From: Andres Freund <andres(at)anarazel(dot)de>
To: Tom Lane <tgl(at)sss(dot)pgh(dot)pa(dot)us>
Cc: Thomas Munro <thomas(dot)munro(at)gmail(dot)com>, Alexander Lakhin <exclusion(at)gmail(dot)com>, Michael Paquier <michael(at)paquier(dot)xyz>, pgsql-hackers <pgsql-hackers(at)postgresql(dot)org>
Subject: Re: Recent 027_streaming_regress.pl hangs
Date: 2024-03-21 00:41:45
Message-ID: 20240321004145.obrbakt4ugzcsphy@awork3.anarazel.de
Views: Raw Message | Whole Thread | Download mbox | Resend email
Thread:
Lists: pgsql-hackers

Hi,

On 2024-03-14 16:56:39 -0400, Tom Lane wrote:
> Thomas Munro <thomas(dot)munro(at)gmail(dot)com> writes:
> > On Fri, Mar 15, 2024 at 7:00 AM Alexander Lakhin <exclusion(at)gmail(dot)com> wrote:
> >> Could it be that the timeout (360 sec?) is just not enough for the test
> >> under the current (changed due to switch to meson) conditions?
>
> > But you're right that under meson the test takes a lot longer, I guess
> > due to increased concurrency:
>
> What it seems to be is highly variable. Looking at calliphoridae's
> last half dozen successful runs, I see reported times for
> 027_stream_regress anywhere from 183 to 704 seconds.
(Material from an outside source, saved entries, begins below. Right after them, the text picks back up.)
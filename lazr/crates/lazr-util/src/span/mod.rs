//! Span module - Source position tracking.
//!
//! Heap records carry a source position in a single word, so positions are
//! stored once in a global [`PosTable`] and referred to by a 32-bit
//! [`PosIdx`]. Index 0 is reserved for [`PosIdx::NONE`], the shared
//! "no position" sentinel.
//!
//! Positions are diagnostic context only: nothing in the heap compares or
//! dereferences them, they are resolved when an error is formatted.
//!
//! # Examples
//!
//! ```
//! use lazr_util::span::{Pos, PosIdx};
//!
//! let pos = PosIdx::add(Pos::new("default.nix", 3, 7));
//! assert_eq!(pos.to_string(), "default.nix:3:7");
//! assert_eq!(PosIdx::NONE.to_string(), "undefined position");
//! ```

mod pos_table;

pub use pos_table::{PosTable, POS_TABLE};

use crate::error::{PosError, PosResult};
use crate::symbol::Symbol;

/// A resolved source position
///
/// The file name is interned, which keeps `Pos` `Copy` and cheap to store.
#[derive(Clone, Copy, Debug, PartialEq, Eq, Hash)]
pub struct Pos {
    /// File name or other origin description
    pub file: Symbol,
    /// Line number (1-based)
    pub line: u32,
    /// Column number (1-based, 0 when unknown)
    pub column: u32,
}

impl Pos {
    /// Create a new position
    ///
    /// ```
    /// use lazr_util::span::Pos;
    ///
    /// let pos = Pos::new("lib.nix", 12, 4);
    /// assert_eq!(pos.file.as_str(), "lib.nix");
    /// assert_eq!(pos.line, 12);
    /// ```
    #[inline]
    pub fn new(file: &str, line: u32, column: u32) -> Self {
        Self {
            file: Symbol::intern(file),
            line,
            column,
        }
    }

    /// Create a position, rejecting line 0
    pub fn try_new(file: &str, line: u32, column: u32) -> PosResult<Self> {
        if line == 0 {
            return Err(PosError::InvalidLine { line });
        }
        Ok(Self::new(file, line, column))
    }
}

impl std::fmt::Display for Pos {
    fn fmt(&self, f: &mut std::fmt::Formatter<'_>) -> std::fmt::Result {
        write!(f, "{}:{}:{}", self.file, self.line, self.column)
    }
}

/// Index of a position in the global position table
///
/// Fits in a heap word; `PosIdx::NONE` is the sentinel every record without
/// an explicit position shares.
#[derive(Clone, Copy, Debug, Default, PartialEq, Eq, Hash)]
pub struct PosIdx(pub(crate) u32);

impl PosIdx {
    /// The shared "no position" sentinel
    pub const NONE: PosIdx = PosIdx(0);

    /// Register a position in the global table
    #[inline]
    pub fn add(pos: Pos) -> PosIdx {
        POS_TABLE.add(pos)
    }

    /// Resolve this index, `None` for the sentinel or an unknown index
    #[inline]
    pub fn get(self) -> Option<Pos> {
        POS_TABLE.get(self)
    }

    /// Resolve this index, failing for the sentinel or an unknown index
    pub fn try_get(self) -> PosResult<Pos> {
        self.get().ok_or(PosError::NotFound { index: self.0 })
    }

    /// Whether this is the "no position" sentinel
    #[inline]
    pub const fn is_none(self) -> bool {
        self.0 == 0
    }

    /// Raw index, as stored in a heap word
    #[inline]
    pub const fn as_u32(self) -> u32 {
        self.0
    }

    /// Rebuild an index read back from a heap word
    #[inline]
    pub const fn from_u32(raw: u32) -> Self {
        Self(raw)
    }
}

impl std::fmt::Display for PosIdx {
    fn fmt(&self, f: &mut std::fmt::Formatter<'_>) -> std::fmt::Result {
        match self.get() {
            Some(pos) => write!(f, "{}", pos),
            None => f.write_str("undefined position"),
        }
    }
}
I wonder what
> else is happening on that machine.

There's a lot of other animals on the same machine, however it's rarely fuly
loaded (with either CPU or IO).

I don't think the test just being slow is the issue here, e.g. in the last
failing iteration
https://buildfarm.postgresql.org/cgi-bin/show_log.pl?nm=calliphoridae&dt=2024-03-20%2022%3A03%3A15

the tests completed

2024-03-20 22:07:50.239 UTC [3937667][client backend][22/3255:0] LOG: statement: DROP ROLE regress_tablespace_user2;
2024-03-20 22:07:50.251 UTC [3937667][client backend][:0] LOG: disconnection: session time: 0:00:12.431 user=bf database=regression host=[local]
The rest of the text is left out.